The bible tells us in Colossians 4:2 Devote yourselves to prayer with an alert mind and a thankful heart.
And the word of God promises us in James 5:16 . . .The earnest prayer of a righteous person has great power and produces wonderful results.
You say that you don’t know what to pray about. When I first became a believer, someone told me to use the acronym ACTS, Adoration, confession, Thanksgiving, Supplication.
Begin by telling God how much he means to you, confess the things you have done wrong, give thanks for your life and then ask for the things you need.
We have asked people at Cornerstone to set their phones for 2:20 as a reminder to pray for Cornerstone. I have three different reminders on my phone to remember to pray for certain things. They are reminders to pray for our denominational leaders, our global church and Cornerstone. Do I always pray for those people when the reminder sounds? Nope but I pray a lot more for them then I did before I set the reminders.
And then Jesus said Matthew 5:43-44 “You have heard the law that says, ‘Love your neighbour’ and hate your enemy. But I say, love your enemies! Pray for those who persecute you!
We need to build our Christian life on the 4) The Rock of Love. It still sounds a little bizarre today, love your enemies, and we’ve had two thousand years to get used to it.
I wonder what people thought when they heard it for the first time? “Love your enemies! Pray for those who persecute you!”
If we are going to build your life on the foundation that Jesus was talking about it will have to be built on love.
Jesus tells us that love is the reason he came John 3:16 “For God loved the world so much that he gave his one and only Son, so that everyone who believes in him will not perish but have eternal life.

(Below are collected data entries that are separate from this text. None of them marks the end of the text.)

//! Structured error types.
//!
//! Invalid user intent (clicking an empty cell, a non-adjacent destination)
//! is never an error: the engine ignores it. These types cover contract
//! violations by the calling layer and configuration problems only.

use std::path::PathBuf;

use crate::core::Move;

/// Contract errors raised by the engine.
#[derive(Debug, thiserror::Error)]
pub enum EngineError {
    #[error("position ({row}, {col}) is outside the board")]
    InvalidPosition { row: usize, col: usize },

    #[error("illegal move {0}")]
    IllegalMove(Move),

    #[error("malformed game state: {0}")]
    MalformedState(String),

    #[error("snapshot error: {0}")]
    Snapshot(#[from] bincode::Error),
}

/// Errors that can occur when loading configuration.
#[derive(Debug, thiserror::Error)]
pub enum ConfigError {
    #[error("failed to read config file {path}: {source}")]
    FileRead {
        path: PathBuf,
        source: std::io::Error,
    },

    #[error("failed to parse TOML: {0}")]
    TomlParse(#[from] toml::de::Error),

    #[error("config validation error: {0}")]
    Validation(String),
}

And love is why Jesus died on a cross and love is why he rose again, because of his love for you, and for me and for our loved ones and for our . . .enemies.
And it doesn’t matter what else we profess to have in our Christian lives, if we are missing love we are missing the most important thing of all.
Remember what Paul wrote in 1 Corinthians 13:1-3 If I could speak all the languages of earth and of angels, but didn’t love others, I would only be a noisy gong or a clanging cymbal. If I had the gift of prophecy, and if I understood all of God’s secret plans and possessed all knowledge, and if I had such faith that I could move mountains, but didn’t love others, I would be nothing. If I gave everything I have to the poor and even sacrificed my body, I could boast about it; but if I didn’t love others, I would have gained nothing.
Paul said in 1 Corinthians 13:13 Three things will last forever—faith, hope, and love—and the greatest of these is love.
And Jesus reminded us in John 13:35 “Your love for one another will prove to the world that you are my disciples.”
And the love we show at Cornerstone Wesleyan Church will prove to the world, and to Kingswood, and to Hammonds Plains, and to Bedford, and to Sackville, and to Dartmouth and to Halifax that we are His disciples.